Für Paysafecard ist kein Konto nötig... bei Steam auf "Guthaben aufladen" klicken, PSC auswählen, dann wird man auf die PSC-Seite weitergeleitet, braucht da nur den Code eingeben und das Guthaben ist auf Steam gutgeschrieben. Ich mach das auch am liebsten so.


----------



## Ancient-Dragon (15. Dezember 2014)

Chronik schrieb:


> Hey hey,
> 
> mal eine Frage. Bei mir hat vor kurzen ein Penny(-Markt) aufgemacht. Nun war am WE (Wochenende) Werbung, von Penny bei mir im Briefkasten.
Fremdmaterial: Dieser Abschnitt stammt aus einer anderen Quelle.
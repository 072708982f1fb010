//! Update classification.
//!
//! Maps an inbound update to the single action the bot takes for it:
//! - service messages announcing membership changes are deleted
//! - `/start` gets a liveness reply
//! - everything else is ignored

pub mod membership;
pub mod update;

pub use membership::MembershipChange;
pub use update::Update;

use crate::plugins::{START_REPLY, is_start_command};

/// What to do with an update. Derived per update, never stored.
#[derive(Debug, Clone, PartialEq, Eq)]
pub enum ActionDecision {
    Delete {
        chat_id: i64,
        message_id: i64,
        change: MembershipChange,
    },
    Reply { chat_id: i64, text: String },
    Ignore,
}

/// Pure, stateless update classifier.
#[derive(Debug, Clone, Default)]
pub struct UpdateClassifier {
    /// Bot username (without @) accepted in `/start@name`.
    bot_username: Option<String>,
}

impl UpdateClassifier {
    pub fn new(bot_username: Option<String>) -> Self {
        Self { bot_username }
    }

    /// Decide what to do with an update.
    ///
    /// Membership markers are checked before commands, so an update is never
    /// both deleted and answered.
    pub fn classify(&self, update: &Update) -> ActionDecision {
        let Some(msg) = update.message.as_ref() else {
            return ActionDecision::Ignore;
        };
        let Some(chat_id) = msg.chat_id() else {
            return ActionDecision::Ignore;
        };

        if let Some(change) = membership::detect(msg) {
            return match msg.message_id {
                Some(message_id) => ActionDecision::Delete {
                    chat_id,
                    message_id,
                    change,
                },
                None => ActionDecision::Ignore,
            };
        }

        match msg.text.as_deref() {
            Some(text) if is_start_command(text, self.bot_username.as_deref()) => {
                ActionDecision::Reply {
                    chat_id,
                    text: START_REPLY.to_string(),
                }
            }
            _ => ActionDecision::Ignore,
        }
    }
}
//! Configuration module for Doorman.
//!
//! Loads configuration from environment variables.

use std::env;
use std::net::{IpAddr, Ipv4Addr, SocketAddr};

use url::Url;

use crate::error::ConfigError;

const DEFAULT_PORT: u16 = 8080;

/// Bot running mode
#[derive(Debug, Clone, Copy, Default, PartialEq, Eq)]
pub enum BotMode {
    #[default]
    Polling,
    Webhook,
}

/// Webhook endpoint settings. Only present in webhook mode.
#[derive(Clone)]
pub struct WebhookConfig {
    /// Public URL registered with `setWebhook`.
    pub url: Url,

    /// Local route the gateway listens on.
    pub path: String,

    /// Shared secret Telegram echoes back in every request.
    pub secret: String,

    /// Listen address.
    pub address: SocketAddr,

    pub drop_pending_updates: bool,
}

impl std::fmt::Debug for WebhookConfig {
    fn fmt(&self, f: &mut std::fmt::Formatter<'_>) -> std::fmt::Result {
        f.debug_struct("WebhookConfig")
            .field("url", &self.url.as_str())
            .field("path", &self.path)
            .field("secret", &"<redacted>")
            .field("address", &self.address)
            .field("drop_pending_updates", &self.drop_pending_updates)
            .finish()
    }
}

/// Application configuration
#[derive(Clone)]
pub struct Config {
    pub bot_token: String,
    pub bot_mode: BotMode,

    /// Bot username (without @) for `/start@name` matching.
    /// Optional - will be fetched via getMe if not set.
    pub bot_username: Option<String>,

    pub webhook: Option<WebhookConfig>,
}

impl std::fmt::Debug for Config {
    fn fmt(&self, f: &mut std::fmt::Formatter<'_>) -> std::fmt::Result {
        f.debug_struct("Config")
            .field("bot_token", &"<redacted>")
            .field("bot_mode", &self.bot_mode)
            .field("bot_username", &self.bot_username)
            .field("webhook", &self.webhook)
            .finish()
    }
}

impl Config {
    /// Load configuration from environment variables.
    pub fn from_env() -> Result<Self, ConfigError> {
        Self::from_lookup(|name| env::var(name).ok())
    }

    /// Load configuration through an arbitrary variable lookup.
    ///
    /// Empty values are treated as unset.
    pub fn from_lookup<F>(lookup: F) -> Result<Self, ConfigError>
    where
        F: Fn(&str) -> Option<String>,
    {
        let var = |name: &str| {
            lookup(name)
                .map(|v| v.trim().to_string())
                .filter(|v| !v.is_empty())
        };

        let bot_token = var("BOT_TOKEN").ok_or(ConfigError::Missing("BOT_TOKEN"))?;

        let bot_mode = match var("BOT_MODE").map(|m| m.to_lowercase()).as_deref() {
            None | Some("polling") => BotMode::Polling,
            Some("webhook") => BotMode::Webhook,
            Some(other) => {
                return Err(ConfigError::Invalid {
                    name: "BOT_MODE",
                    reason: format!("expected `polling` or `webhook`, got `{other}`"),
                });
            }
        };

        // Parse bot username (strip @ if present)
        let bot_username = var("BOT_USERNAME")
            .map(|s| s.trim_start_matches('@').to_string())
            .filter(|s| !s.is_empty());

        let webhook = match bot_mode {
            BotMode::Polling => None,
            BotMode::Webhook => Some(webhook_from_lookup(&var)?),
        };

        Ok(Self {
            bot_token,
            bot_mode,
            bot_username,
            webhook,
        })
    }
}

fn webhook_from_lookup<F>(var: &F) -> Result<WebhookConfig, ConfigError>
where
    F: Fn(&str) -> Option<String>,
{
    let raw_url = var("WEBHOOK_URL").ok_or(ConfigError::MissingForWebhook {
        name: "WEBHOOK_URL",
    })?;
    let url = Url::parse(&raw_url).map_err(|e| ConfigError::Invalid {
        name: "WEBHOOK_URL",
        reason: e.to_string(),
    })?;
    if url.scheme() != "https" {
        return Err(ConfigError::Invalid {
            name: "WEBHOOK_URL",
            reason: format!("Telegram only delivers to https URLs, got `{}`", url.scheme()),
        });
    }

    let secret = var("WEBHOOK_SECRET_TOKEN").ok_or(ConfigError::MissingForWebhook {
        name: "WEBHOOK_SECRET_TOKEN",
    })?;
    validate_secret(&secret)?;

    let path = match var("WEBHOOK_PATH") {
        Some(path) if path.starts_with('/') => path,
        Some(path) => format!("/{path}"),
        None => url.path().to_string(),
    };

    let port = match var("PORT") {
        Some(port) => port.parse::<u16>().map_err(|e| ConfigError::Invalid {
            name: "PORT",
            reason: e.to_string(),
        })?,
        None => DEFAULT_PORT,
    };

    let ip = match var("BIND_ADDRESS") {
        Some(ip) => ip.parse::<IpAddr>().map_err(|e| ConfigError::Invalid {
            name: "BIND_ADDRESS",
            reason: e.to_string(),
        })?,
        None => IpAddr::V4(Ipv4Addr::UNSPECIFIED),
    };

    let drop_pending = var("DROP_PENDING_UPDATES").map(|v| v.to_lowercase());
    let drop_pending_updates = match drop_pending.as_deref() {
        None | Some("false" | "0" | "no") => false,
        Some("true" | "1" | "yes") => true,
        Some(other) => {
            return Err(ConfigError::Invalid {
                name: "DROP_PENDING_UPDATES",
                reason: format!("expected a boolean, got `{other}`"),
            });
        }
    };

    Ok(WebhookConfig {
        url,
        path,
        secret,
        address: SocketAddr::new(ip, port),
        drop_pending_updates,
    })
}

/// Telegram accepts 1-256 characters of `A-Z`, `a-z`, `0-9`, `_` and `-`.
fn validate_secret(secret: &str) -> Result<(), ConfigError> {
    let valid_chars = secret
        .chars()
        .all(|c| c.is_ascii_alphanumeric() || c == '_' || c == '-');

    if secret.len() > 256 || !valid_chars {
        return Err(ConfigError::Invalid {
            name: "WEBHOOK_SECRET_TOKEN",
            reason: "must be 1-256 characters of A-Z, a-z, 0-9, _ and -".to_string(),
        });
    }
    Ok(())
}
Und da habe ich Guthabenkarten (von Steam, PSN, Microsoft [für die XBOX], ...) endeckt, allerdings keine Preise zu diesem Guthabenkarten.
> Darum die Frage, werden bei Penny *Steam-Guthabenkarten* verkauft? ...



Ja, solche Steam-Guthabenkarten gibt es bei Penny, habe mir erst letzte Woche da eine geholt, die sind jeweils mit einem Guhaben über 20 €.
Paysafecards über 10 € oder 50 € gibt es da übrigens auch.


----------



## Monalye (15. Dezember 2014)

Seit wann gibt es 20 Euro Guthaben? Ich kenne nur 10, 25 und 50, ist das bei den Penny-Gutscheinen neu?


----------



## Ancient-Dragon (15. Dezember 2014)

Monalye schrieb:


> Seit wann gibt es 20 Euro Guthaben? Ich kenne nur 10, 25 und 50, ist das bei den Penny-Gutscheinen neu?



Die Karten mit 20 € Guthaben sind spezielle Steam-Guthabenkarten die man nur bei Steam einlösen kann.


----------



## Chronik (15. Dezember 2014)

Mhh schön dann werd ich mich mal bei Penny umschauen und evtl. danach fragen falls ich die nicht finde!


----------



## Herbboy (15. Dezember 2014)

Am besten frag allgemein nach Guthabenkarten fürs Internet, denn es kann gut sein, dass der/die VerkäuferIn keine Ahnung hat, was Steam ist, obwohl die Karten da sehr wohl an einem Drehregel oder so hängen


----------



## xSonic (15. Dezember 2014)

Herbboy schrieb:


> Am besten frag allgemein nach Guthabenkarten fürs Internet, denn es kann gut sein, dass der/die VerkäuferIn keine Ahnung hat, was Steam ist, obwohl die Karten da sehr wohl an einem Drehregel oder so hängen



Die sollten eigentlich direkt in Nähe der Kasse hängen, dort wo meistens auch iTune und Google Playstore Karten sind.


----------



## Chronik (17. Dezember 2014)

Entschuldigt bitte habe jetzt erst Zeit gefunden.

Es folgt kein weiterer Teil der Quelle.